After cooking and mess duty and campfire close, they finally went to their tents, each one a canvas bunker whose sides and drooping roof held the heat of the day. Lenny and Cap were on the side of the mountain; if they tied up the front and rear flaps, air moved through the tent like a blessing. At ten and eleven they were still awake, indolent, murmuring, lying on narrow cots with the sheets still tucked. Cap wore her underwear but Lenny took off everything, relieved to be rid at last of the blouse that buttoned to the neck, the heavy shorts that covered her to her knees. She lay on her bed, legs spread, arms out, her blond hair flung over her face. Her hair, weighty, dense, released from its binding elastic, smelled of woodsmoke but felt cool; she imagined its light color made it cool in the dark of night on Highest. Even the lanterns were out. The counselors were sleeping, having made up chore lists for tomorrow; in these hours, Lenny was free. She felt her body borne up and slowly spinning, spun free by the cooling air, the blackness, the night sounds that grew louder and louder as she concentrated on each one: crickets emitting their pierced warbles, the woods owls hooting like they were trying to get breath, the grasses moving ever so slightly, crack of a twig. Though she complained, Lenny liked camp; she liked being dirty, dousing a change of uniform in the stream, throwing it over a rope line to dry, and putting it on still damp. She liked how the river slid, brown and flat, just a stretch of woods from Turtle Hole, the swimming pond whose mysterious depths were forbidden. She liked being with girls and the fact there were no boys, just Buddy, the cook's little kid, who followed them everywhere like the plague, and Frank, the good-looking bugler, perhaps a year older than they, safely observed from a distance. There were four or five county workmen, faceless in khaki clothes, but their river colony of ditches and pipes seemed unreal as home.
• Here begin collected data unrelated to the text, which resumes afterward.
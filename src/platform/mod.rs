//! Platform abstraction layer
//!
//! The core talks to the outside world through two narrow traits:
//! - `InputSource`: key state for paddle movement and the debug win key
//! - `PromptService`: the end-of-round play-again question
//!
//! `headless` provides implementations that need no window.

pub mod headless;

pub use headless::{Autopilot, ScriptedPrompt};

/// Keys the core reacts to
#[derive(Debug, Clone, Copy, PartialEq, Eq, Hash)]
pub enum Key {
    Left,
    Right,
    /// Debug-only: end the round as a win
    ForceWin,
}

pub trait InputSource {
    fn is_pressed(&self, key: Key) -> bool;
}

pub trait PromptService {
    /// Ask a yes/no question; true means yes
    fn ask_yes_no(&mut self, message: &str) -> bool;
    /// Shut the game down
    fn terminate(&mut self);
}
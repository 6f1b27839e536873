//! Temporary camera follow
//!
//! At most one target is followed at a time. The follow expires after a
//! fixed number of the target's bounces, polled once per frame.

use serde::{Deserialize, Serialize};

use super::entity::EntityId;
use crate::consts::{CAMERA_FOLLOW_BOUNCES, CAMERA_ZOOM};

/// What the renderer should center on
#[derive(Debug, Clone, Copy, PartialEq, Serialize, Deserialize)]
pub struct CameraView {
    pub target: EntityId,
    /// Visible area relative to the window
    pub zoom: f32,
}

#[derive(Debug, Clone, Copy, PartialEq, Eq, Serialize, Deserialize)]
struct Follow {
    target: EntityId,
    expires_at: u32,
}

#[derive(Debug, Clone, Default, PartialEq, Eq, Serialize, Deserialize)]
pub struct CameraFollowController {
    active: Option<Follow>,
}

impl CameraFollowController {
    pub fn new() -> Self {
        Self::default()
    }

    /// Follow `target`, whose bounce counter currently reads `bounces`.
    /// No-op (returns false) while another follow is active.
    pub fn activate(&mut self, target: EntityId, bounces: u32) -> bool {
        if self.active.is_some() {
            return false;
        }
        let expires_at = bounces + CAMERA_FOLLOW_BOUNCES;
        self.active = Some(Follow { target, expires_at });
        log::debug!("Camera following entity {target} until bounce {expires_at}");
        true
    }

    /// Detach once the target's bounce counter reaches the expiry
    pub fn update(&mut self, bounces: u32) {
        if self.active.is_some_and(|f| bounces >= f.expires_at) {
            if let Some(follow) = self.active.take() {
                log::debug!("Camera released entity {}", follow.target);
            }
        }
    }

    pub fn detach(&mut self) {
        self.active = None;
    }

    pub fn is_active(&self) -> bool {
        self.active.is_some()
    }

    pub fn target(&self) -> Option<EntityId> {
        self.active.map(|f| f.target)
    }

    /// Bounce count at which the follow ends
    pub fn deadline(&self) -> Option<u32> {
        self.active.map(|f| f.expires_at)
    }

    pub fn view(&self) -> Option<CameraView> {
        self.active.map(|f| CameraView {
            target: f.target,
            zoom: CAMERA_ZOOM,
        })
    }
}
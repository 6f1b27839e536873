//! Brick records
//!
//! The geometry of a brick lives in the entity registry; this record holds
//! its bound strategy and the fire counter gating it.

use glam::Vec2;
use serde::{Deserialize, Serialize};

use super::effect::Effect;
use crate::consts::MAX_STRATEGY_FIRINGS;

#[derive(Debug, Clone, PartialEq, Serialize, Deserialize)]
pub struct Brick {
    /// Top-left corner at layout time
    pub position: Vec2,
    pub width: f32,
    effect: Effect,
    fire_count: u8,
}

impl Brick {
    pub fn new(position: Vec2, width: f32, effect: Effect) -> Self {
        Self {
            position,
            width,
            effect,
            fire_count: 0,
        }
    }

    pub fn effect(&self) -> &Effect {
        &self.effect
    }

    pub fn fire_count(&self) -> u8 {
        self.fire_count
    }

    pub fn can_fire(&self) -> bool {
        self.fire_count < MAX_STRATEGY_FIRINGS
    }

    /// Consume one firing. Returns the effect to run, or `None` once capped.
    pub fn try_fire(&mut self) -> Option<Effect> {
        if !self.can_fire() {
            return None;
        }
        self.fire_count += 1;
        Some(self.effect.clone())
    }
}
Walking was real. Lenny liked the endless walking that was by now automatic, the meaningless, inarguable up and down of the mountain. The routine, the common movements of the group, were oddly pleasant: nothing to be thought of, nothing to be decided, only this chore or that chore, all of them alike, really, the cleaning of objects, the storage of objects, the carrying up and down the mountain of objects. Even food seemed a series of objects, peeled and cut and cooked into mash, even the water to cook it hauled from somewhere. All day Lenny carried this or that--apples, potatoes, buckets, wood--through shimmering heat, conscious sometimes of the heat as a nearly liquid element, as though they were all kept upright, forced to move by what oppressed them. They struggled against it as swimmers struggle, cutting through, buoyed up.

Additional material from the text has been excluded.